A veces hay prácticas que se convierten en rituales de bienvenida. Nos juntamos e imaginamos vino, aplastamos uvas con los pies, tobillos tatuados a mano…Chof, chof, chof. Cubrimos el jugo con un trapo limpio y poroso, membrana que le permitió durante una semana conectar con el entorno, dejando formar parte del ritual a las levaduras silvestres, y metabolizar los azúcares de las uvas, tal como fermentan los frutos caídos.
Al Remover con fuerza y oxigenar cada día, empieza a bullir, a respirar, salpica ¡glu, glu, glu!
Después del filtrado, un olor acético confirmó el miedo y creímos que había devenido vinagre, lo pasamos a botellas y con algo de tristeza empecé a buscar recetas y maneras de utilizarlo.
Una noche en La segunda Duna, no quedaba vino y Clara decidió probar el líquido rosado de las botellas,¡Glup!…no sabía a vinagre, sabía a alcohol, se había transformado en un vino natural con un sabor peculiar, distinto a todo lo que antes habían probado. Una pócima de aromas naturales y culturales que aunque la mente lo intente, no sabe descifrar, y que necesitan cuidado, tiempo, espacio y confianza para recorrer su tránsito.

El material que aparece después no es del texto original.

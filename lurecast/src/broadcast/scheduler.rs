use super::*;
use parking_lot::Mutex;
use rand::SeedableRng;
use rand::rngs::SmallRng;
use std::panic;
use tokio::task::JoinHandle;
use tracing::{debug, error, info, warn};

/// Lifecycle of a [`BroadcastScheduler`].
#[derive(Debug, Clone, Copy, PartialEq, Eq)]
pub enum BroadcastState {
    Running,
    Stopped,
}

/// How a broadcast run ended without error.
#[derive(Debug, Clone, Copy, PartialEq, Eq)]
pub enum BroadcastExit {
    /// The cancellation token fired.
    Cancelled,
    /// [`stop`](BroadcastScheduler::stop) was called on a scheduler that
    /// was never started.
    NotStarted,
}

type BroadcastOutcome = Result<BroadcastExit, BroadcastErrors>;

struct RunningTask {
    token: CancellationToken,
    /// Cancelled by the task itself when it exits, for any reason.
    done: CancellationToken,
    handle: JoinHandle<BroadcastOutcome>,
}

/// Periodically sends the decoy's presence query to a target address.
///
/// One query goes out as soon as the scheduler starts, then one after every
/// [`next_delay`] pause. The loop ends when its cancellation token fires or
/// when the transport reports it is closed. Transient send failures are
/// logged and the next cycle proceeds on schedule.
///
/// # Example
/// ```rust,no_run
/// use std::{sync::Arc, time::Duration};
/// use tokio::net::UdpSocket;
/// use tokio_util::sync::CancellationToken;
/// use lurecast::broadcast::{BroadcastConfig, BroadcastScheduler};
///
/// # async fn run() -> Result<(), Box<dyn std::error::Error>> {
/// let socket = Arc::new(UdpSocket::bind("0.0.0.0:0").await?);
/// let config = BroadcastConfig::new(
///     "FILESRV02",
///     Duration::from_secs(7200),
///     Duration::from_secs(1200),
/// )?;
///
/// let scheduler = BroadcastScheduler::new(config, socket, "224.0.0.252:5355".parse()?);
/// let shutdown = CancellationToken::new();
/// scheduler.start(&shutdown)?;
///
/// // ...
/// scheduler.stop().await?;
/// # Ok(())
/// # }
/// ```
pub struct BroadcastScheduler {
    config: Arc<BroadcastConfig>,
    sender: Arc<dyn DatagramSender>,
    target: SocketAddr,
    task: Mutex<Option<RunningTask>>,
}

impl BroadcastScheduler {
    pub fn new(config: BroadcastConfig, sender: Arc<dyn DatagramSender>, target: SocketAddr) -> Self {
        Self {
            config: Arc::new(config),
            sender,
            target,
            task: Mutex::new(None),
        }
    }

    pub fn config(&self) -> &BroadcastConfig {
        &self.config
    }

    pub fn target(&self) -> SocketAddr {
        self.target
    }

    pub fn state(&self) -> BroadcastState {
        match self.task.lock().as_ref() {
            Some(task) if !task.done.is_cancelled() => BroadcastState::Running,
            _ => BroadcastState::Stopped,
        }
    }

    /// Spawns the send loop on the current runtime.
    ///
    /// The loop observes a child of `shutdown`, so cancelling the caller's
    /// token stops it as well. A previous run that already ended on its own
    /// and was never [`stop`](Self::stop)ped is discarded.
    ///
    /// # Errors
    /// [`BroadcastErrors::AlreadyRunning`] if a run is still in progress.
    pub fn start(&self, shutdown: &CancellationToken) -> Result<(), BroadcastErrors> {
        let mut task = self.task.lock();

        if let Some(previous) = task.as_ref() {
            if !previous.done.is_cancelled() {
                return Err(BroadcastErrors::AlreadyRunning);
            }
            debug!("discarding finished broadcast run");
        }

        let token = shutdown.child_token();
        let done = CancellationToken::new();

        let handle = tokio::spawn(run(
            self.config.clone(),
            self.sender.clone(),
            self.target,
            token.clone(),
            done.clone(),
        ));

        *task = Some(RunningTask {
            token,
            done,
            handle,
        });

        Ok(())
    }

    /// Resolves once the current run has ended, whether cancelled, closed
    /// or panicked. Pending forever if the scheduler was never started.
    pub async fn finished(&self) {
        let done = self.task.lock().as_ref().map(|task| task.done.clone());

        match done {
            Some(done) => done.cancelled().await,
            None => std::future::pending().await,
        }
    }

    /// Cancels the run and waits for the task to complete.
    ///
    /// Once this returns no further datagram will be sent, so the transport
    /// can be closed. A panic inside the send loop resumes on the caller.
    ///
    /// # Errors
    /// [`BroadcastErrors::TransportClosed`] if the run had already ended on a
    /// closed transport.
    pub async fn stop(&self) -> Result<BroadcastExit, BroadcastErrors> {
        let task = self.task.lock().take();
        let Some(task) = task else {
            return Ok(BroadcastExit::NotStarted);
        };

        task.token.cancel();

        match task.handle.await {
            Ok(outcome) => outcome,
            Err(e) if e.is_panic() => panic::resume_unwind(e.into_panic()),
            Err(_) => Ok(BroadcastExit::Cancelled),
        }
    }
}

async fn run(
    config: Arc<BroadcastConfig>,
    sender: Arc<dyn DatagramSender>,
    target: SocketAddr,
    token: CancellationToken,
    done: CancellationToken,
) -> BroadcastOutcome {
    let _done = done.drop_guard();
    let mut rng = SmallRng::from_rng(&mut rand::rng());

    info!(
        machine_name = config.machine_name(),
        %target,
        interval_secs = config.interval().as_secs(),
        jitter_secs = config.jitter().as_secs(),
        "presence broadcast started"
    );

    loop {
        if token.is_cancelled() {
            break;
        }

        match sender.send_to(config.query(), target).await.map_err(SendErrors::from) {
            Ok(_) => debug!(%target, "presence query sent"),
            Err(SendErrors::Transient(e)) => {
                warn!(%target, error = %e, "presence query failed, retrying next cycle");
            }
            Err(SendErrors::Closed(e)) => {
                error!(%target, error = %e, "transport closed, presence broadcast stopped");
                return Err(BroadcastErrors::TransportClosed(e));
            }
        }

        let delay = next_delay(config.interval(), config.jitter(), &mut rng);
        debug!(delay_secs = delay.as_secs(), "next presence query scheduled");

        tokio::select! {
            biased;
            _ = token.cancelled() => break,
            _ = tokio::time::sleep(delay) => {}
        }
    }

    info!("presence broadcast cancelled");
    Ok(BroadcastExit::Cancelled)
}

#[cfg(test)]
mod tests {
    use super::*;
    use async_trait::async_trait;
    use std::collections::VecDeque;
    use std::io;
    use std::time::Duration;
    use tokio::time::Instant;

    #[derive(Default)]
    struct MockSender {
        sent: Mutex<Vec<(Instant, Vec<u8>, SocketAddr)>>,
        failures: Mutex<VecDeque<io::ErrorKind>>,
    }

    impl MockSender {
        fn failing(kinds: &[io::ErrorKind]) -> Self {
            Self {
                failures: Mutex::new(kinds.iter().copied().collect()),
                ..Default::default()
            }
        }

        fn count(&self) -> usize {
            self.sent.lock().len()
        }
    }

    #[async_trait]
    impl DatagramSender for MockSender {
        async fn send_to(&self, datagram: &[u8], target: SocketAddr) -> io::Result<usize> {
            self.sent
                .lock()
                .push((Instant::now(), datagram.to_vec(), target));

            match self.failures.lock().pop_front() {
                Some(kind) => Err(io::Error::from(kind)),
                None => Ok(datagram.len()),
            }
        }
    }

    struct PanickingSender;

    #[async_trait]
    impl DatagramSender for PanickingSender {
        async fn send_to(&self, _datagram: &[u8], _target: SocketAddr) -> io::Result<usize> {
            panic!("sender exploded");
        }
    }

    fn target() -> SocketAddr {
        "224.0.0.252:5355".parse().unwrap()
    }

    fn scheduler(
        sender: Arc<MockSender>,
        interval: Duration,
        jitter: Duration,
    ) -> BroadcastScheduler {
        let config = BroadcastConfig::new("FILESRV02", interval, jitter).unwrap();
        BroadcastScheduler::new(config, sender, target())
    }

    #[tokio::test(start_paused = true)]
    async fn test_first_query_is_immediate_and_exact() {
        let sender = Arc::new(MockSender::default());
        let scheduler = scheduler(sender.clone(), Duration::from_secs(60), Duration::ZERO);
        let start = Instant::now();

        scheduler.start(&CancellationToken::new()).unwrap();
        tokio::time::sleep(Duration::from_millis(1)).await;

        let sent = sender.sent.lock();
        assert_eq!(sent.len(), 1);
        assert_eq!(sent[0].0, start);
        assert_eq!(sent[0].1, QueryEncoder::encode("FILESRV02").unwrap());
        assert_eq!(sent[0].2, target());
    }

    #[tokio::test(start_paused = true)]
    async fn test_sends_on_schedule() {
        let sender = Arc::new(MockSender::default());
        let scheduler = scheduler(sender.clone(), Duration::from_secs(10), Duration::ZERO);
        let start = Instant::now();

        scheduler.start(&CancellationToken::new()).unwrap();
        tokio::time::sleep(Duration::from_secs(35)).await;

        let offsets: Vec<u64> = sender
            .sent
            .lock()
            .iter()
            .map(|(at, _, _)| (*at - start).as_secs())
            .collect();
        assert_eq!(offsets, vec![0, 10, 20, 30]);
        assert_eq!(scheduler.state(), BroadcastState::Running);
    }

    #[tokio::test(start_paused = true)]
    async fn test_jittered_gaps_stay_in_window() {
        let sender = Arc::new(MockSender::default());
        let scheduler = scheduler(sender.clone(), Duration::from_secs(100), Duration::from_secs(20));

        scheduler.start(&CancellationToken::new()).unwrap();
        tokio::time::sleep(Duration::from_secs(2_000)).await;

        let sent = sender.sent.lock();
        assert!(sent.len() >= 16);
        for pair in sent.windows(2) {
            let gap = pair[1].0 - pair[0].0;
            // Timer deadlines round up to the next millisecond.
            assert!(gap >= Duration::from_secs(80));
            assert!(gap <= Duration::from_secs(120) + Duration::from_millis(1));
        }
    }

    #[tokio::test(start_paused = true)]
    async fn test_cancel_during_sleep_stops_sending() {
        let sender = Arc::new(MockSender::default());
        let scheduler = scheduler(sender.clone(), Duration::from_secs(7200), Duration::from_secs(1200));
        let shutdown = CancellationToken::new();

        scheduler.start(&shutdown).unwrap();
        tokio::time::sleep(Duration::from_secs(1)).await;
        assert_eq!(sender.count(), 1);

        shutdown.cancel();
        scheduler.finished().await;
        tokio::time::sleep(Duration::from_secs(20_000)).await;

        assert_eq!(sender.count(), 1);
        assert_eq!(scheduler.state(), BroadcastState::Stopped);
        assert_eq!(scheduler.stop().await.unwrap(), BroadcastExit::Cancelled);
    }

    #[tokio::test(start_paused = true)]
    async fn test_stop_waits_for_exit() {
        let sender = Arc::new(MockSender::default());
        let scheduler = scheduler(sender.clone(), Duration::from_secs(30), Duration::from_secs(5));

        scheduler.start(&CancellationToken::new()).unwrap();
        tokio::time::sleep(Duration::from_secs(1)).await;

        assert_eq!(scheduler.stop().await.unwrap(), BroadcastExit::Cancelled);
        assert_eq!(scheduler.state(), BroadcastState::Stopped);

        tokio::time::sleep(Duration::from_secs(600)).await;
        assert_eq!(sender.count(), 1);
    }

    #[tokio::test(start_paused = true)]
    async fn test_cancelled_before_start_sends_nothing() {
        let sender = Arc::new(MockSender::default());
        let scheduler = scheduler(sender.clone(), Duration::from_secs(10), Duration::ZERO);
        let shutdown = CancellationToken::new();
        shutdown.cancel();

        scheduler.start(&shutdown).unwrap();

        assert_eq!(scheduler.stop().await.unwrap(), BroadcastExit::Cancelled);
        assert_eq!(sender.count(), 0);
    }

    #[tokio::test(start_paused = true)]
    async fn test_transient_failure_keeps_schedule() {
        let sender = Arc::new(MockSender::failing(&[
            io::ErrorKind::TimedOut,
            io::ErrorKind::Other,
        ]));
        let scheduler = scheduler(sender.clone(), Duration::from_secs(10), Duration::ZERO);

        scheduler.start(&CancellationToken::new()).unwrap();
        tokio::time::sleep(Duration::from_secs(25)).await;

        assert_eq!(sender.count(), 3);
        assert_eq!(scheduler.state(), BroadcastState::Running);
        assert_eq!(scheduler.stop().await.unwrap(), BroadcastExit::Cancelled);
    }

    #[tokio::test(start_paused = true)]
    async fn test_closed_transport_ends_run() {
        let sender = Arc::new(MockSender::failing(&[io::ErrorKind::BrokenPipe]));
        let scheduler = scheduler(sender.clone(), Duration::from_secs(10), Duration::ZERO);

        scheduler.start(&CancellationToken::new()).unwrap();
        scheduler.finished().await;

        assert_eq!(scheduler.state(), BroadcastState::Stopped);
        assert!(matches!(
            scheduler.stop().await,
            Err(BroadcastErrors::TransportClosed(_))
        ));

        tokio::time::sleep(Duration::from_secs(100)).await;
        assert_eq!(sender.count(), 1);
    }

    #[tokio::test(start_paused = true)]
    async fn test_start_twice_is_rejected() {
        let sender = Arc::new(MockSender::default());
        let scheduler = scheduler(sender, Duration::from_secs(10), Duration::ZERO);
        let shutdown = CancellationToken::new();

        scheduler.start(&shutdown).unwrap();

        assert!(matches!(
            scheduler.start(&shutdown),
            Err(BroadcastErrors::AlreadyRunning)
        ));
        scheduler.stop().await.unwrap();
    }

    #[tokio::test(start_paused = true)]
    async fn test_restart_after_stop() {
        let sender = Arc::new(MockSender::default());
        let scheduler = scheduler(sender.clone(), Duration::from_secs(10), Duration::ZERO);
        let shutdown = CancellationToken::new();

        scheduler.start(&shutdown).unwrap();
        tokio::time::sleep(Duration::from_secs(1)).await;
        scheduler.stop().await.unwrap();

        scheduler.start(&shutdown).unwrap();
        tokio::time::sleep(Duration::from_secs(1)).await;

        assert_eq!(sender.count(), 2);
        assert_eq!(scheduler.state(), BroadcastState::Running);
    }

    #[tokio::test]
    async fn test_stop_without_start() {
        let scheduler = scheduler(
            Arc::new(MockSender::default()),
            Duration::from_secs(10),
            Duration::ZERO,
        );

        assert_eq!(scheduler.state(), BroadcastState::Stopped);
        assert_eq!(scheduler.stop().await.unwrap(), BroadcastExit::NotStarted);
    }

    #[tokio::test]
    #[should_panic(expected = "sender exploded")]
    async fn test_panic_in_loop_reaches_caller() {
        let config = BroadcastConfig::new("FILESRV02", Duration::from_secs(10), Duration::ZERO)
            .unwrap();
        let scheduler = BroadcastScheduler::new(config, Arc::new(PanickingSender), target());

        scheduler.start(&CancellationToken::new()).unwrap();
        scheduler.finished().await;
        let _ = scheduler.stop().await;
    }
}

Nos bebimos y compartimos los 8 litros, brindamos e invocamos a lo que no se ve, dejamos al alcohol entrar y alterar nuestros sistemas para ser menos humanas. Seguimos siendo las mismas sentadas a la misma mesa de la cocina, pero experimentamos como el líquido nos fermenta a nosotras, a nuestros relatos, relaciones y afectos, permitiéndonos transcender a la experiencia cotidiana con algunos grados menos de rigidez.